A Seattle-based security researcher has devised a way to test for Net neutrality.
Dan Kaminsky will share details of this technique, which will eventually be rolled into a free software tool, on Wednesday at the Black Hat USA security conference in Las Vegas. The software can tell if computers are treating some types of TCP/IP traffic better than others -- dropping data that is being used in VoIP (Voice over Internet Protocol) calls, for example, or treating encrypted data as second class.
Congress is presently debating whether to enact "Net neutrality" laws that would prevent this from happening. Net neutrality would force Internet service providers like AT&T Inc. and Comcast Corp. to give all Internet traffic the same quality of service. Advocates of these laws say they are essential to preserving the openness that has made the Internet a success. Broadband providers say that such laws could prevent them from developing a new generation of services.
Kaminsky calls his technique "TCP-based Active Probing for Faults." He says that the software he's developing will be similar to the Traceroute Internet utility that is used to track what path Internet traffic takes as it hops between two machines on different ends of the network.
But unlike Traceroute, Kaminsky's software will be able to make traffic appear as if it is coming from a particular carrier, or being used for a certain type of application, like VoIP. It will also be able to identify where the traffic is being dropped, and could ultimately be used to finger service providers who are treating some network traffic as second-class.

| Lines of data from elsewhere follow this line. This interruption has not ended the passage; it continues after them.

//! Property tests for the resilient decoder.

use proptest::prelude::*;
use reply_cabin_lib::llm::decode::{decode, DECODE_ERROR_MESSAGE};
use serde_json::{json, Map, Value};

/// Small JSON objects with string, number, bool and nested-object fields.
fn object_strategy() -> impl Strategy<Value = Value> {
    let leaf = prop_oneof![
        any::<bool>().prop_map(Value::from),
        any::<i32>().prop_map(Value::from),
        "[a-z0-9 \u{4e00}-\u{4e2f}]{0,12}".prop_map(Value::from),
    ];
    let field = leaf.prop_recursive(2, 8, 4, |inner| {
        prop::collection::btree_map("[a-z_]{1,8}", inner, 0..4)
            .prop_map(|m| Value::Object(m.into_iter().collect::<Map<String, Value>>()))
    });
    prop::collection::btree_map("[a-z_]{1,8}", field, 0..5)
        .prop_map(|m| Value::Object(m.into_iter().collect()))
}

proptest! {
    #[test]
    fn valid_json_decodes_like_serde(value in object_strategy()) {
        let text = serde_json::to_string(&value).unwrap();
        prop_assert_eq!(decode(&text).unwrap(), value);
    }

    #[test]
    fn fenced_object_decodes(value in object_strategy()) {
        let text = format!("```json\n{}\n```", serde_json::to_string_pretty(&value).unwrap());
        prop_assert_eq!(decode(&text).unwrap(), value);
    }

    #[test]
    fn object_in_brace_free_prose_decodes(
        value in object_strategy(),
        prefix in "[a-zA-Z .:\n]{0,30}",
        suffix in "[a-zA-Z .!\n]{0,30}",
    ) {
        let text = format!("{}{}{}", prefix, serde_json::to_string(&value).unwrap(), suffix);
        prop_assert_eq!(decode(&text).unwrap(), value);
    }

    #[test]
    fn brace_free_text_is_a_decode_error(text in "[a-zA-Z .,!?]{0,60}") {
        // Strings like "true" or "1" are valid JSON on their own.
        prop_assume!(serde_json::from_str::<Value>(&text).is_err());
        let err = decode(&text).unwrap_err();
        prop_assert_eq!(
            err.to_sentinel(),
            json!({"error": DECODE_ERROR_MESSAGE, "raw_content": text})
        );
    }
}

#[test]
fn empty_and_plain_text_keep_raw_content() {
    for raw in ["", "not json at all"] {
        let err = decode(raw).unwrap_err();
        assert_eq!(err.raw_content, raw);
    }
}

At Black Hat, Kaminsky will show how to perform a basic version of TCP-based Active Probing using currently available tools. He will release his own, more sophisticated software sometime within the next six months as part of a free suite of tools called Paketto Keiretsu, version 3, he said in an interview Tuesday.
The security researcher said he is curious to see what people do with his software. "People are going to start looking [at networks] and who knows what they are going to find," he said.
Already a handful of carriers have tried blocking certain types of Internet services. In March 2005, the Federal Communications Commission fined Madison River Communications $15,000 for blocking Vonage Holdings Corp.'s VoIP service, but the FCC has since changed its broadband carrier requirements and it's unclear whether it would again issue a similar fine.
Kaminsky believes that Net neutrality will eventually become law, and that the type of software he is developing will help keep the carriers honest. "If you're going to enforce by law that networks be neutral, the question becomes, 'How do you test for this?'" he said. "I'm going to make sure that the tools are going to be in place."
Kaminsky plans to post information on TCP-based Active Probing for Faults on his Web site.